Strong mineralogic control of soil organic matter composition in response to nutrient addition across diverse grassland sites

• Published in: The Science of the total environment Vol. 736; p. 137839
• Main Authors: Zhao, Qian, Callister, Stephen J., Thompson, Allison M., Kukkadapu, Ravi K., Tfaily, Malak M., Bramer, Lisa M., Qafoku, Nikolla P., Bell, Sheryl L., Hobbie, Sarah E., Seabloom, Eric W., Borer, Elizabeth T., Hofmockel, Kirsten S.
• Format: Journal Article
• Language: English
• Published: Elsevier B.V 20.09.2020
• Subjects: biogeochemistry; Chemical composition; clay fraction; Ecosystem service; ecosystems; ferrihydrite; Fertilization; grassland soils; grasslands; hydrophobicity; iron; lipids; mineral content; Mineralogy; moieties; nitrogen; Organo-mineral complex; soil aggregates; soil mineralogy; soil organic matter; sorption; Zonal structure; Chemical composition; Fertilization; Organo-mineral complex; Ecosystem service; Mineralogy; Zonal structure
• ISSN: 0048-9697; 1879-1026; 1879-1026
• DOI: 10.1016/j.scitotenv.2020.137839

Soil organic matter (SOM) dynamics are central to soil biogeochemistry and fertility.

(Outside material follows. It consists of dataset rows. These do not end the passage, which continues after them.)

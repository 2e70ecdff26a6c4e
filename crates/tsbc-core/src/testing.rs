//! Test doubles for the process, prompt and initializer seams

use std::collections::HashSet;
use std::sync::Mutex;

use async_trait::async_trait;
use camino::{Utf8Path, Utf8PathBuf};

use crate::dispatch::ProjectInitializer;
use crate::error::{Error, Result};
use crate::prompt::{Answers, Field, Prompter, Question};
use crate::runner::{CommandRunner, Invocation};
use crate::types::ResolvedConfig;

/// Runner with scripted outcomes
///
/// Programs registered with `with_tool` succeed, `with_failing` exit
/// non-zero, and anything else fails to spawn.
#[derive(Default)]
pub struct FakeRunner {
    installed: HashSet<String>,
    failing: HashSet<String>,
    failing_invocations: HashSet<String>,
    calls: Mutex<Vec<String>>,
}

impl FakeRunner {
    pub fn new() -> Self {
        Self::default()
    }

    pub fn with_tool(mut self, program: &str) -> Self {
        self.installed.insert(program.to_string());
        self
    }

    pub fn with_failing(mut self, program: &str) -> Self {
        self.failing.insert(program.to_string());
        self
    }

    /// Exit non-zero for one exact command line
    pub fn with_failing_invocation(mut self, command_line: &str) -> Self {
        self.failing_invocations.insert(command_line.to_string());
        self
    }

    /// Every command line run so far
    pub fn calls(&self) -> Vec<String> {
        self.calls.lock().unwrap().clone()
    }
}

impl CommandRunner for FakeRunner {
    fn run_quiet(&self, invocation: &Invocation) -> std::io::Result<bool> {
        let line = invocation.to_string();
        self.calls.lock().unwrap().push(line.clone());

        if self.failing.contains(&invocation.program) || self.failing_invocations.contains(&line) {
            return Ok(false);
        }
        if self.installed.contains(&invocation.program) {
            return Ok(true);
        }
        Err(std::io::Error::new(
            std::io::ErrorKind::NotFound,
            format!("{} not found", invocation.program),
        ))
    }
}

/// Prompter that answers from a fixed script and records what it was asked
#[derive(Default)]
pub struct ScriptedPrompter {
    answers: Answers,
    fail: bool,
    sessions: usize,
    questions: Vec<Question>,
    shown_defaults: Vec<ResolvedConfig>,
}

impl ScriptedPrompter {
    pub fn new() -> Self {
        Self::default()
    }

    /// Answers returned for whichever fields are asked
    pub fn with_answers(mut self, answers: Answers) -> Self {
        self.answers = answers;
        self
    }

    /// Make every session fail
    pub fn failing(mut self) -> Self {
        self.fail = true;
        self
    }

    pub fn sessions(&self) -> usize {
        self.sessions
    }

    pub fn questions(&self) -> &[Question] {
        &self.questions
    }

    pub fn asked_fields(&self) -> Vec<Field> {
        self.questions.iter().map(|q| q.field).collect()
    }

    pub fn shown_defaults(&self) -> Vec<ResolvedConfig> {
        self.shown_defaults.clone()
    }
}

impl Prompter for ScriptedPrompter {
    fn prompt(&mut self, questions: &[Question]) -> Result<Answers> {
        self.sessions += 1;
        self.questions.extend_from_slice(questions);
        if self.fail {
            return Err(Error::prompt("not a terminal"));
        }

        // Only hand back answers for the fields actually asked
        let mut answers = Answers::default();
        for question in questions {
            match question.field {
                Field::ProjectType => answers.project_type = self.answers.project_type.clone(),
                Field::ProjectName => answers.project_name = self.answers.project_name.clone(),
                Field::UseGit => answers.use_git = self.answers.use_git,
                Field::PackageManager => {
                    answers.package_manager = self.answers.package_manager.clone()
                }
                Field::OpenInEditor => answers.open = self.answers.open,
            }
        }
        Ok(answers)
    }

    fn show_defaults(&mut self, config: &ResolvedConfig) {
        self.shown_defaults.push(config.clone());
    }
}

/// Initializer that records its calls and returns a fixed outcome
pub struct FakeInitializer {
    failure: Option<String>,
    calls: Mutex<Vec<(ResolvedConfig, Utf8PathBuf)>>,
}

impl FakeInitializer {
    pub fn succeeding() -> Self {
        Self {
            failure: None,
            calls: Mutex::new(Vec::new()),
        }
    }

    pub fn failing(message: &str) -> Self {
        Self {
            failure: Some(message.to_string()),
            calls: Mutex::new(Vec::new()),
        }
    }

    pub fn calls(&self) -> Vec<(ResolvedConfig, Utf8PathBuf)> {
        self.calls.lock().unwrap().clone()
    }
}

#[async_trait]
impl ProjectInitializer for FakeInitializer {
    async fn initialize(&self, config: &ResolvedConfig, destination: &Utf8Path) -> Result<()> {
        self.calls
            .lock()
            .unwrap()
            .push((config.clone(), destination.to_path_buf()));
        match &self.failure {
            Some(message) => Err(Error::initialization(message.clone())),
            None => Ok(()),
        }
    }
}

The retention of SOM is governed initially by interactions with minerals, which mediate the sorption of chemically diverse organic matter (OM) molecules via distinct surface areas and chemical functional group availabilities. Unifying principles of mineral-OM interactions remain elusive because of the multi-layered nature of biochemical-mineral interactions that contribute to soil aggregate formation and the heterogeneous nature of soils among ecosystems. This study sought to understand how soil mineralogy as well as nitrogen (N) enrichment regulate OM composition in grassland soils. Using a multi-site grassland experiment, we demonstrate that the composition of mineral-associated OM depended on the clay content and specific mineral composition in soils across the sites. With increasing abundance of ferrihydrite (Fh) across six different grassland locations, OM in the hydrophobic zone became more enriched in lipid- and protein-like compounds, whereas the kinetic zone OM became more enriched in lignin-like molecules. These relationships suggest that the persistence of various classes of OM in soils may depend on soil iron mineralogy and provide experimental evidence to support conceptual models of zonal mineral-OM associations. Experimental N addition disrupted the accumulation of protein-like molecules in the hydrophobic zone and the positive correlation of lignin-like molecules in the kinetic zone with Fh content, compared to unfertilized soils. These data suggest that mineralogy and clay content together influence the chemical composition not only of mineral-associated OM, but also of soluble compounds within the soil matrix. If these relationships are prevalent over larger spatial and temporal scales, they provide a foundation for understanding SOM cycling and persistence under a variety of environmental contexts. [Display omitted] •Beyond clay content, mineralogy strongly controlled the composition of MAOM.•Ferrihydrite accumulated proteins and lipids in the hydrophobic zone of MAOM.•The mineral core influenced biochemical persistence of OM in the kinetic zone.•Nitrogen fertilization altered carbon chemistry and organo-mineral interactions.